• PROBLEM DESCRIPTION
Output every entry exactly as it appears.

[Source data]
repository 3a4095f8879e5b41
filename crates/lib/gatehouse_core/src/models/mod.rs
//! Domain models shared by the authenticator, the execution gate and the
//! storage layer.

pub mod auth;
pub mod plugin;
pub mod review;
pub mod session;
//! Session domain models.

use std::collections::HashMap;

use chrono::{DateTime, Utc};
use serde::{Deserialize, Serialize};

use super::review::Review;

/// Lifecycle status of a session.
#[derive(Debug, Clone, Copy, PartialEq, Eq, Serialize, Deserialize, sqlx::Type)]
#[sqlx(type_name = "session_status", rename_all = "lowercase")]
#[serde(rename_all = "lowercase")]
pub enum SessionStatus {
    Open,
    Ready,
    Done,
}

/// Script payload recorded for a session.
#[derive(Debug, Clone, Default, PartialEq, Eq, Serialize, Deserialize)]
pub struct SessionScript {
    pub data: String,
}

/// A remote command/connection interaction.
#[derive(Debug, Clone, Serialize, Deserialize)]
pub struct Session {
    pub id: String,
    pub org_id: String,
    pub user_id: String,
    pub user_email: String,
    pub user_name: String,
    pub connection: String,
    #[serde(rename = "type")]
    pub connection_type: String,
    pub verb: String,
    pub status: SessionStatus,
    pub script: SessionScript,
    #[serde(default)]
    pub labels: HashMap<String, String>,
    #[serde(default)]
    pub event_size: i64,
    pub start_date: DateTime<Utc>,
    pub end_date: Option<DateTime<Utc>>,
    /// Attached on single-session reads only.
    #[serde(default, skip_serializing_if = "Option::is_none")]
    pub review: Option<Review>,
}

impl Session {
    /// Copy of the session suitable for listings: script blanked, no review.
    pub fn redacted(&self) -> Self {
        Self {
            script: SessionScript::default(),
            review: None,
            ..self.clone()
        }
    }
}

/// One page of sessions.
#[derive(Debug, Clone, Serialize, Deserialize)]
pub struct SessionList {
    pub total: i64,
    pub has_next_page: bool,
    pub items: Vec<Session>,
}

/// A recorded status change of a session.
#[derive(Debug, Clone, Serialize, Deserialize)]
pub struct SessionStatusHistory {
    pub id: String,
    pub session_id: String,
    pub status: SessionStatus,
    pub created_at: DateTime<Utc>,
}

/// Default page size for session listings.
pub const DEFAULT_LIMIT: i64 = 100;

/// Listing filters. Absent fields do not constrain the result.
#[derive(Debug, Clone, Default, PartialEq)]
pub struct SessionFilter {
    pub user: Option<String>,
    pub connection_type: Option<String>,
    pub connection: Option<String>,
    pub start_date: Option<DateTime<Utc>>,
    pub end_date: Option<DateTime<Utc>>,
    pub limit: Option<i64>,
    pub offset: Option<i64>,
}

impl SessionFilter {
    pub fn limit(&self) -> i64 {
        self.limit.filter(|l| *l > 0).unwrap_or(DEFAULT_LIMIT)
    }

    pub fn offset(&self) -> i64 {
        self.offset.filter(|o| *o >= 0).unwrap_or(0)
    }

    /// Whether a session passes every set filter.
    pub fn matches(&self, session: &Session) -> bool {
        if let Some(user) = &self.user
            && session.user_id != *user
        {
            return false;
        }
        if let Some(kind) = &self.connection_type
            && session.connection_type != *kind
        {
            return false;
        }
        if let Some(conn) = &self.connection
            && session.connection != *conn
        {
            return false;
        }
        if let Some(start) = self.start_date
            && session.start_date < start
        {
            return false;
        }
        if let Some(end) = self.end_date
            && session.start_date > end
        {
            return false;
        }
        true
    }
}
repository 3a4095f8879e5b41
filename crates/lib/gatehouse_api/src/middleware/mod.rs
//! Request middleware.

pub mod auth;
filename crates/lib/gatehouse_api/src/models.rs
//! Request and response bodies.

use std::collections::HashMap;

use serde::{Deserialize, Serialize};

/// Body of every error response.
#[derive(Debug, Clone, Serialize, Deserialize)]
pub struct ErrorResponse {
    pub error: String,
    pub message: String,
}

/// `POST /api/sessions/{session_id}/exec` body. Every field is optional;
/// the reviewed input is what runs.
#[derive(Debug, Clone, Default, Deserialize)]
pub struct ExecSessionRequest {
    #[serde(default)]
    pub script: Option<String>,
    #[serde(default)]
    pub connection: Option<String>,
    #[serde(default)]
    pub client_args: Option<Vec<String>>,
    #[serde(default)]
    pub metadata: Option<HashMap<String, serde_json::Value>>,
}

/// Returned when the execution client could not be opened.
#[derive(Debug, Clone, Serialize, Deserialize)]
pub struct ExecErrResponse {
    pub session_id: Option<String>,
    pub message: String,
}

/// Returned when the deadline passed before the execution finished.
#[derive(Debug, Clone, Serialize, Deserialize)]
pub struct ExecAcceptedResponse {
    pub session_id: String,
    pub exit_code: Option<i32>,
}

/// Query options of `GET /api/sessions`. Values that fail to parse are
/// ignored.
#[derive(Debug, Clone, Default, Deserialize)]
pub struct ListSessionsQuery {
    pub user: Option<String>,
    #[serde(rename = "type")]
    pub connection_type: Option<String>,
    pub connection: Option<String>,
    pub start_date: Option<String>,
    pub end_date: Option<String>,
    pub limit: Option<String>,
    pub offset: Option<String>,
}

• RESPONSE FOR THIS EXERCISE
repository 3a4095f8879e5b41
filename crates/lib/gatehouse_core/src/models/mod.rs
//! Domain models shared by the authenticator, the execution gate and the
//! storage layer.

pub mod auth;
pub mod plugin;
pub mod review;
pub mod session;
//! Session domain models.

use std::collections::HashMap;

use chrono::{DateTime, Utc};
use serde::{Deserialize, Serialize};

use super::review::Review;

/// Lifecycle status of a session.
#[derive(Debug, Clone, Copy, PartialEq, Eq, Serialize, Deserialize, sqlx::Type)]
#[sqlx(type_name = "session_status", rename_all = "lowercase")]
#[serde(rename_all = "lowercase")]
pub enum SessionStatus {
    Open,
    Ready,
    Done,
}

/// Script payload recorded for a session.
#[derive(Debug, Clone, Default, PartialEq, Eq, Serialize, Deserialize)]
pub struct SessionScript {
    pub data: String,
}

/// A remote command/connection interaction.
#[derive(Debug, Clone, Serialize, Deserialize)]
pub struct Session {
    pub id: String,
    pub org_id: String,
    pub user_id: String,
    pub user_email: String,
    pub user_name: String,
    pub connection: String,
    #[serde(rename = "type")]
    pub connection_type: String,
    pub verb: String,
    pub status: SessionStatus,
    pub script: SessionScript,
    #[serde(default)]
    pub labels: HashMap<String, String>,
    #[serde(default)]
    pub event_size: i64,
    pub start_date: DateTime<Utc>,
    pub end_date: Option<DateTime<Utc>>,
    /// Attached on single-session reads only.
    #[serde(default, skip_serializing_if = "Option::is_none")]
    pub review: Option<Review>,
}

impl Session {
    /// Copy of the session suitable for listings: script blanked, no review.
    pub fn redacted(&self) -> Self {
        Self {
            script: SessionScript::default(),
            review: None,
            ..self.clone()
        }
    }
}

/// One page of sessions.
#[derive(Debug, Clone, Serialize, Deserialize)]
pub struct SessionList {
    pub total: i64,
    pub has_next_page: bool,
    pub items: Vec<Session>,
}

/// A recorded status change of a session.
#[derive(Debug, Clone, Serialize, Deserialize)]
pub struct SessionStatusHistory {
    pub id: String,
    pub session_id: String,
    pub status: SessionStatus,
    pub created_at: DateTime<Utc>,
}

/// Default page size for session listings.
pub const DEFAULT_LIMIT: i64 = 100;

/// Listing filters. Absent fields do not constrain the result.
#[derive(Debug, Clone, Default, PartialEq)]
pub struct SessionFilter {
    pub user: Option<String>,
    pub connection_type: Option<String>,
    pub connection: Option<String>,
    pub start_date: Option<DateTime<Utc>>,
    pub end_date: Option<DateTime<Utc>>,
    pub limit: Option<i64>,
    pub offset: Option<i64>,
}

impl SessionFilter {
    pub fn limit(&self) -> i64 {
        self.limit.filter(|l| *l > 0).unwrap_or(DEFAULT_LIMIT)
    }

    pub fn offset(&self) -> i64 {
        self.offset.filter(|o| *o >= 0).unwrap_or(0)
    }

    /// Whether a session passes every set filter.
    pub fn matches(&self, session: &Session) -> bool {
        if let Some(user) = &self.user
            && session.user_id != *user
        {
            return false;
        }
        if let Some(kind) = &self.connection_type
            && session.connection_type != *kind
        {
            return false;
        }
        if let Some(conn) = &self.connection
            && session.connection != *conn
        {
            return false;
        }
        if let Some(start) = self.start_date
            && session.start_date < start
        {
            return false;
        }
        if let Some(end) = self.end_date
            && session.start_date > end
        {
            return false;
        }
        true
    }
}
repository 3a4095f8879e5b41
filename crates/lib/gatehouse_api/src/middleware/mod.rs
//! Request middleware.

pub mod auth;
filename crates/lib/gatehouse_api/src/models.rs
//! Request and response bodies.

use std::collections::HashMap;

use serde::{Deserialize, Serialize};

/// Body of every error response.
#[derive(Debug, Clone, Serialize, Deserialize)]
pub struct ErrorResponse {
    pub error: String,
    pub message: String,
}

/// `POST /api/sessions/{session_id}/exec` body. Every field is optional;
/// the reviewed input is what runs.
#[derive(Debug, Clone, Default, Deserialize)]
pub struct ExecSessionRequest {
    #[serde(default)]
    pub script: Option<String>,
    #[serde(default)]
    pub connection: Option<String>,
    #[serde(default)]
    pub client_args: Option<Vec<String>>,
    #[serde(default)]
    pub metadata: Option<HashMap<String, serde_json::Value>>,
}

/// Returned when the execution client could not be opened.
#[derive(Debug, Clone, Serialize, Deserialize)]
pub struct ExecErrResponse {
    pub session_id: Option<String>,
    pub message: String,
}

/// Returned when the deadline passed before the execution finished.
#[derive(Debug, Clone, Serialize, Deserialize)]
pub struct ExecAcceptedResponse {
    pub session_id: String,
    pub exit_code: Option<i32>,
}

/// Query options of `GET /api/sessions`. Values that fail to parse are
/// ignored.
#[derive(Debug, Clone, Default, Deserialize)]
pub struct ListSessionsQuery {
    pub user: Option<String>,
    #[serde(rename = "type")]
    pub connection_type: Option<String>,
    pub connection: Option<String>,
    pub start_date: Option<String>,
    pub end_date: Option<String>,
    pub limit: Option<String>,
    pub offset: Option<String>,
}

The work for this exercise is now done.